Salmos 106

1 Aleluya (Jdt. 13, 21).

2 Alabad al Señor, porque es bueno, porque es eterna su misericordia.

3 Háganlo aquellos que fueron redimidos por el Señor, a los cuales rescató del poder del enemigo, y que ha recogido de las regiones

4 del oriente y del poniente, del norte y de la parte del mar, o mediodía,

5 Anduvieron errantes por la soledad, por lugares áridos, sin hallar camino para llegar a alguna ciudad donde albergarse.

6 Hambrientos y sedientos, iba desfalleciendo ya su espíritu.

7 Clamaron, empero, al Señor en su tribulación, y sacólos de sus angustias.

8 Y encaminólos por la vía recta, para que llegasen a la ciudad en que debían habitar.

9 Glorifiquen al Señor por sus misericordias, y por sus maravillas a favor de los hijos de los hombres

10 Porque sació el alma sedienta: colmó de bienes al alma hambrienta.

11 Libró a los que yacían entre tinieblas y sombras de muerte, aherrojados en la aflicción

12 y entre cadenas.

13 Mas porque contradijeron las palabras de Dios y despreciaron los designios del Altísimo,

14 fue abatido su corazón con los trabajos: quedaron sin fuerzas y no hubo quien les socorriese.

15 Pero clamaron al Señor viéndose atribulados y librólos de sus angustias.

16 Y sacólos de las tinieblas y sombras de la muerte; y rompió sus cadenas.

17 Glorifiquen al Señor por sus misericordias, y por sus maravillas a favor de los hijos de los hombres.

18 Porque quebrantó las puertas de bronce, e hizo pedazos los cerrojos de hierro,

19 Recogiólos del camino de su iniquidad; pues por sus maldades habían sido abismados.

20 Llegó su alma a aborrecer todo alimento, y llegaron hasta las puertas de la muerte.

21 Pero clamaron al Señor al verse atribulados, y librólos de sus angustias.

22 Envió su palabra y los sanó, y los salvó de su perdición.

23 Glorifiquen al Señor por sus misericordias, y por sus maravillas a favor de los hijos de los hombres.

24 Y ofrézcanle éstos sacrificios de alabanza, y celebren con júbilo sus obras.

25 Los que surcan el mar en naves, y están maniobrando en medio de tantas aguas,

26 ésos han visto las obras del Señor, y sus maravillas en el profundo del mar.

27 Dijo, y sopló el viento tempestuoso, y encrespáronse las olas:

28 suben hasta los cielos, y bajan hasta los abismos. En medio de estas angustias desfallecía el alma de ellos.

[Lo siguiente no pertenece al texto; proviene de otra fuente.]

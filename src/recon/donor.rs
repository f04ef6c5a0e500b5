//! First-order donor-cell reconstruction.

use super::Reconstruction;
use crate::state::{Eos, Prim1D};
use crate::Real;

/// Piecewise-constant interface states.
///
/// First-order accurate and unconditionally monotone; useful as a
/// reference operator when isolating reconstruction effects.
#[derive(Clone, Copy, Debug, Default)]
pub struct DonorCell;

impl Reconstruction for DonorCell {
    fn reconstruct(
        &self,
        w: &[Prim1D],
        _bxc: &[Real],
        _dt: Real,
        _dtodx: Real,
        lo: usize,
        hi: usize,
        _eos: &Eos,
        wl: &mut [Prim1D],
        wr: &mut [Prim1D],
    ) {
        for i in (lo - 1)..=(hi + 1) {
            wl[i + 1] = w[i];
            wr[i] = w[i];
        }
    }

    fn name(&self) -> &'static str {
        "donor_cell"
    }
}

29 Llenos de turbación vacilaban como beodos, y se desvaneció toda su sabiduría.

30 Pero clamaron al Señor en la tribulación, y los sacó de sus apuros.

31 Cambió el huracán en viento suave, y calmaron las olas del mar.

32 Regocijáronse ellos viendo el mar sosegado, y el Señor los condujo al puerto deseado.

33 Glorifiquen al Señor por sus misericordias, y por sus maravillas a favor de los hijos de los hombres.

34 Y ensalcen su gloria en la congregación del pueblo, y alábenle en el consistorio de los ancianos.

35 El Señor convirtió los ríos en páramos, y en sequedades los manantiales de agua:

36 la tierra fructífera en salobreña, por causa de la malicia de sus habitantes.

37 Convirtió el desierto en un país de estanques de agua, y la tierra seca en manantiales.

38 Y estableció en ella a los hambrientos: y fundaron ciudades para su habitación.

39 Sembraron los campos, y plantaron viñas, que produjeron abundantes frutos.

40 Y bendíjolos el Señor, y multiplicáronse sobremanera: y acrecentó sus ganados.

41 Y vinieron a menos, y fueron oprimidos con trabajos y dolores.

42 Cayó el vilipendio sobre los príncipes: e hízolos andar errantes por lugares desiertos, donde no había senda ninguna.

43 Y libró al pobre de la miseria, y multiplicó las familias como rebaños de ovejas.

44 Verán estas cosas los justos y se llenarán de gozo: y toda iniquidad cerrará su boca.

45 ¿Quién es sabio para conservar estas cosas, y comprender las misericordias del Señor?